Let’s start with one of those strippers, shall we? Exotic dancer Jeanette Moreneau (Susanne Coret, of The Minotaur and My Uncle the Vampire) comes off the stage to find her boyfriend, sailor Pierre Mornet (Sergio Fantoni, from Hercules Unchained and Goddess of Vengeance), waiting for her. Actually, maybe I should have said “ex-boyfriend,” because Pierre has come to tell Jeanette that he’s leaving her. He can’t deal with the idea of her making a living by taking off her clothes onstage, and since she won’t quit, she also won’t be seeing him again after his ship sets sail tomorrow morning. Jeanette protests, of course, but it does her no good. Nor will it do her much good to know that Pierre will soon be feeling like a giant asshole about the terms on which they parted, because the event which causes that change of heart happens to be a horrendous car accident which leaves Jeanette with only about two thirds of a face.

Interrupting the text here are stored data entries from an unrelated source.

//! Practical Scorer: funnel stage 3, 0-35 points.

use chrono::NaiveDate;

use crate::iap::IdealApplicantProfile;
use crate::models::Organization;
use crate::proximity::ProximityBreakdown;
use crate::trl::{self, TrlScoreResult};

#[derive(Debug, Clone)]
pub struct PracticalScore {
    pub trl_alignment: f64,
    pub scale_fit: f64,
    pub rd_track: f64,
    pub deadline_urgency: f64,
    pub certification_bonus: f64,
    pub score: f64,
}

fn scale_fit(org: &Organization, proximity: Option<&ProximityBreakdown>) -> f64 {
    if let Some(p) = proximity {
        let organization_component = (p.organization_fit.score / 15.0) * 6.0;
        let financial_component = (p.financial_fit.score / 5.0) * 2.0;
        return organization_component + financial_component;
    }
    if org.employees.midpoint().is_some() || org.revenue.midpoint_krw().is_some() {
        4.0
    } else {
        2.0
    }
}

fn rd_track(org: &Organization) -> f64 {
    let mut score = 0.0;
    if org.rd_experience {
        score += 3.0;
    }
    if org.collaboration_count >= 3 {
        score += 2.0;
    } else if org.collaboration_count >= 1 {
        score += 1.0;
    }
    score
}

fn deadline_urgency(deadline: Option<NaiveDate>, as_of: NaiveDate) -> f64 {
    match deadline {
        None => 3.0,
        Some(d) => {
            let days = (d - as_of).num_days();
            if days < 0 {
                0.0
            } else if days <= 7 {
                7.0
            } else if days <= 30 {
                6.0
            } else if days <= 60 {
                4.0
            } else {
                3.0
            }
        }
    }
}

fn certification_bonus(org: &Organization, iap: Option<&IdealApplicantProfile>) -> f64 {
    let Some(iap) = iap else { return 0.0 };

    if let Some(preferred) = &iap.preferred_certifications {
        let hits = preferred.iter().filter(|c| org.certifications.contains(*c)).count();
        if hits > 0 {
            return (hits as f64 * 3.0).min(5.0);
        }
    }

    if let Some(required) = &iap.required_certifications {
        if !required.is_empty() && required.iter().all(|c| org.certifications.contains(c)) {
            return 2.0;
        }
    }

    0.0
}

pub fn score_practical(
    org: &Organization,
    org_trl_result: TrlScoreResult,
    deadline: Option<NaiveDate>,
    as_of: NaiveDate,
    iap: Option<&IdealApplicantProfile>,
    proximity: Option<&ProximityBreakdown>,
) -> PracticalScore {
    let trl_alignment = (org_trl_result.score / 20.0 * 10.0).round();
    let scale = scale_fit(org, proximity);
    let rd = rd_track(org);
    let deadline_score = deadline_urgency(deadline, as_of);
    let cert_bonus = certification_bonus(org, iap);

    let sum = trl_alignment + scale + rd + deadline_score + cert_bonus;

    PracticalScore {
        trl_alignment,
        scale_fit: scale,
        rd_track: rd,
        deadline_urgency: deadline_score,
        certification_bonus: cert_bonus,
        score: sum.min(35.0),
    }
}

/// Convenience wrapper combining `trl::score_trl` with `score_practical`
/// for callers that only have the program's TRL requirement, not a
/// pre-computed `TrlScoreResult`.
pub fn score_practical_from_requirement(
    org: &Organization,
    program_trl_range: Option<crate::models::TrlRangeReq>,
    deadline: Option<NaiveDate>,
    as_of: NaiveDate,
    iap: Option<&IdealApplicantProfile>,
    proximity: Option<&ProximityBreakdown>,
) -> PracticalScore {
    let trl_result = trl::score_trl(org.matching_trl(), program_trl_range);
    score_practical(org, trl_result, deadline, as_of, iap, proximity)
}
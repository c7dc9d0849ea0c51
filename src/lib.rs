//! Matching engine for Korean government R&D and SME funding programs.
//!
//! The entry point most callers want is [`funnel::generate_matches`];
//! IAP generation lives behind [`iap::generate_ideal_profile`].

pub mod classifier;
pub mod config;
pub mod eligibility;
pub mod error;
pub mod funnel;
pub mod gate;
pub mod iap;
pub mod llm;
pub mod models;
pub mod negative_signals;
pub mod practical;
pub mod program_type;
pub mod proximity;
pub mod semantic;
pub mod taxonomy;
pub mod trl;

pub use error::{MatchError, MatchResult};
pub use funnel::generate_matches;
pub use iap::generate_ideal_profile;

Three months later, just about every plastic surgeon in the land has had a look at her injuries, and the consensus is that Jeanette is shit out of luck. But unbeknownst to her, a secretive scientist named Albert Levin (Alberto Lupo, from Giant of Marathon and Ursus in the Valley of Lions) has been following her case, and he believes that Jeanette is precisely what he’s been looking for— and vice-versa. Levin sends his assistant/girlfriend, Monique Riviere (Franca Parisi), to Jeanette with a message of hope. If she will agree to leave the hospital, telling no one on Earth where she’s gone or why, and report to the address Monique hands her, then Levin will use the revolutionary new treatment he has developed to restore her face to its former beauty. Jeanette gives no indication one way or the other when Monique comes to visit her at the hospital, but a few days later, she appears on Levin’s doorstep. Once there, however, her behavior is, to say the least, a bit odd. Rather than listening attentively as the scientist explains what he wants to do with her, Jeanette pitches a fit, launching off into such a spiral of suicidal histrionics that she faints dead away right in the parlor. Levin and Riviere take that as their cue to summon Sacha the handyman (Roberto Bertea) to carry their patient down to the lab.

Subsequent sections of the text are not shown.